The whole listing below should be duplicated exactly, with nothing left out.
[Records to use Boundary: Start]
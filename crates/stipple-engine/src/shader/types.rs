//! Introspection records produced by [`Shader::compile`](super::Shader::compile).

use std::fmt;

/// Pipeline stage of a GLSL source.
#[derive(Debug, Copy, Clone, PartialEq, Eq, Hash)]
pub enum Stage {
    Vertex,
    Fragment,
}

impl Stage {
    pub(crate) fn to_naga(self) -> naga::ShaderStage {
        match self {
            Stage::Vertex => naga::ShaderStage::Vertex,
            Stage::Fragment => naga::ShaderStage::Fragment,
        }
    }
}

impl fmt::Display for Stage {
    fn fmt(&self, f: &mut fmt::Formatter<'_>) -> fmt::Result {
        match self {
            Stage::Vertex => f.write_str("vertex"),
            Stage::Fragment => f.write_str("fragment"),
        }
    }
}

/// Stages a resource is declared in.
#[derive(Debug, Copy, Clone, Default, PartialEq, Eq, Hash)]
pub struct Stages {
    pub vertex: bool,
    pub fragment: bool,
}

impl Stages {
    pub(crate) fn with(mut self, stage: Stage) -> Self {
        match stage {
            Stage::Vertex => self.vertex = true,
            Stage::Fragment => self.fragment = true,
        }
        self
    }
}

#[derive(Debug, Copy, Clone, PartialEq, Eq, Hash)]
pub enum ScalarKind {
    Float,
    Sint,
    Uint,
    Bool,
}

/// GLSL-level type of an attribute or uniform.
#[derive(Debug, Copy, Clone, PartialEq, Eq, Hash)]
pub enum ShaderType {
    Scalar(ScalarKind),
    Vector { kind: ScalarKind, size: u8 },
    Matrix { columns: u8, rows: u8 },
    Struct,
    Opaque,
}

impl ShaderType {
    pub(crate) fn from_naga(module: &naga::Module, inner: &naga::TypeInner) -> Self {
        match *inner {
            naga::TypeInner::Scalar(scalar) => ShaderType::Scalar(kind_of(scalar)),
            naga::TypeInner::Vector { size, scalar } => ShaderType::Vector {
                kind: kind_of(scalar),
                size: size as u8,
            },
            naga::TypeInner::Matrix { columns, rows, .. } => ShaderType::Matrix {
                columns: columns as u8,
                rows: rows as u8,
            },
            naga::TypeInner::Array { base, .. } => {
                ShaderType::from_naga(module, &module.types[base].inner)
            }
            naga::TypeInner::Struct { .. } => ShaderType::Struct,
            _ => ShaderType::Opaque,
        }
    }
}

fn kind_of(scalar: naga::Scalar) -> ScalarKind {
    match scalar.kind {
        naga::ScalarKind::Sint => ScalarKind::Sint,
        naga::ScalarKind::Uint => ScalarKind::Uint,
        naga::ScalarKind::Bool => ScalarKind::Bool,
        _ => ScalarKind::Float,
    }
}

/// Vertex input.
#[derive(Debug, Clone, PartialEq)]
pub struct AttributeInfo {
    pub name: String,
    pub location: u32,
    pub ty: ShaderType,
    pub size: u32,
}

/// Member of a uniform block.
///
/// `location` is the uniform's index in [`Shader::uniforms`](super::Shader::uniforms);
/// `count` is the array length (1 for non-arrays).
#[derive(Debug, Clone, PartialEq)]
pub struct UniformInfo {
    pub name: String,
    pub location: usize,
    pub ty: ShaderType,
    pub count: u32,
    pub size: u32,
    pub offset: u32,
    pub block: usize,
}

#[derive(Debug, Copy, Clone, PartialEq, Eq)]
pub enum SamplerKind {
    Texture2D,
    Texture,
    Filter,
    Comparison,
}

/// Texture or sampler global.
#[derive(Debug, Clone, PartialEq)]
pub struct SamplerInfo {
    pub name: String,
    pub kind: SamplerKind,
    pub group: u32,
    pub binding: u32,
    pub stages: Stages,
}

impl SamplerInfo {
    #[inline]
    pub fn is_texture(&self) -> bool {
        matches!(self.kind, SamplerKind::Texture2D | SamplerKind::Texture)
    }
}

/// Uniform block; `members` lists uniform locations in declaration order.
#[derive(Debug, Clone, PartialEq)]
pub struct BlockInfo {
    pub name: String,
    pub group: u32,
    pub binding: u32,
    pub size: u32,
    pub members: Vec<usize>,
    pub stages: Stages,
}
[Records to use Boundary: End]
* _Response_:
filename crates/stipple-engine/src/shader/types.rs
//! Introspection records produced by [`Shader::compile`](super::Shader::compile).

use std::fmt;

/// Pipeline stage of a GLSL source.
#[derive(Debug, Copy, Clone, PartialEq, Eq, Hash)]
pub enum Stage {
    Vertex,
    Fragment,
}

impl Stage {
    pub(crate) fn to_naga(self) -> naga::ShaderStage {
        match self {
            Stage::Vertex => naga::ShaderStage::Vertex,
            Stage::Fragment => naga::ShaderStage::Fragment,
        }
    }
}

impl fmt::Display for Stage {
    fn fmt(&self, f: &mut fmt::Formatter<'_>) -> fmt::Result {
        match self {
            Stage::Vertex => f.write_str("vertex"),
            Stage::Fragment => f.write_str("fragment"),
        }
    }
}

/// Stages a resource is declared in.
#[derive(Debug, Copy, Clone, Default, PartialEq, Eq, Hash)]
pub struct Stages {
    pub vertex: bool,
    pub fragment: bool,
}

impl Stages {
    pub(crate) fn with(mut self, stage: Stage) -> Self {
        match stage {
            Stage::Vertex => self.vertex = true,
            Stage::Fragment => self.fragment = true,
        }
        self
    }
}

#[derive(Debug, Copy, Clone, PartialEq, Eq, Hash)]
pub enum ScalarKind {
    Float,
    Sint,
    Uint,
    Bool,
}

/// GLSL-level type of an attribute or uniform.
#[derive(Debug, Copy, Clone, PartialEq, Eq, Hash)]
pub enum ShaderType {
    Scalar(ScalarKind),
    Vector { kind: ScalarKind, size: u8 },
    Matrix { columns: u8, rows: u8 },
    Struct,
    Opaque,
}

impl ShaderType {
    pub(crate) fn from_naga(module: &naga::Module, inner: &naga::TypeInner) -> Self {
        match *inner {
            naga::TypeInner::Scalar(scalar) => ShaderType::Scalar(kind_of(scalar)),
            naga::TypeInner::Vector { size, scalar } => ShaderType::Vector {
                kind: kind_of(scalar),
                size: size as u8,
            },
            naga::TypeInner::Matrix { columns, rows, .. } => ShaderType::Matrix {
                columns: columns as u8,
                rows: rows as u8,
            },
            naga::TypeInner::Array { base, .. } => {
                ShaderType::from_naga(module, &module.types[base].inner)
            }
            naga::TypeInner::Struct { .. } => ShaderType::Struct,
            _ => ShaderType::Opaque,
        }
    }
}

fn kind_of(scalar: naga::Scalar) -> ScalarKind {
    match scalar.kind {
        naga::ScalarKind::Sint => ScalarKind::Sint,
        naga::ScalarKind::Uint => ScalarKind::Uint,
        naga::ScalarKind::Bool => ScalarKind::Bool,
        _ => ScalarKind::Float,
    }
}

/// Vertex input.
#[derive(Debug, Clone, PartialEq)]
pub struct AttributeInfo {
    pub name: String,
    pub location: u32,
    pub ty: ShaderType,
    pub size: u32,
}

/// Member of a uniform block.
///
/// `location` is the uniform's index in [`Shader::uniforms`](super::Shader::uniforms);
/// `count` is the array length (1 for non-arrays).
#[derive(Debug, Clone, PartialEq)]
pub struct UniformInfo {
    pub name: String,
    pub location: usize,
    pub ty: ShaderType,
    pub count: u32,
    pub size: u32,
    pub offset: u32,
    pub block: usize,
}

#[derive(Debug, Copy, Clone, PartialEq, Eq)]
pub enum SamplerKind {
    Texture2D,
    Texture,
    Filter,
    Comparison,
}

/// Texture or sampler global.
#[derive(Debug, Clone, PartialEq)]
pub struct SamplerInfo {
    pub name: String,
    pub kind: SamplerKind,
    pub group: u32,
    pub binding: u32,
    pub stages: Stages,
}

impl SamplerInfo {
    #[inline]
    pub fn is_texture(&self) -> bool {
        matches!(self.kind, SamplerKind::Texture2D | SamplerKind::Texture)
    }
}

/// Uniform block; `members` lists uniform locations in declaration order.
#[derive(Debug, Clone, PartialEq)]
pub struct BlockInfo {
    pub name: String,
    pub group: u32,
    pub binding: u32,
    pub size: u32,
    pub members: Vec<usize>,
    pub stages: Stages,
}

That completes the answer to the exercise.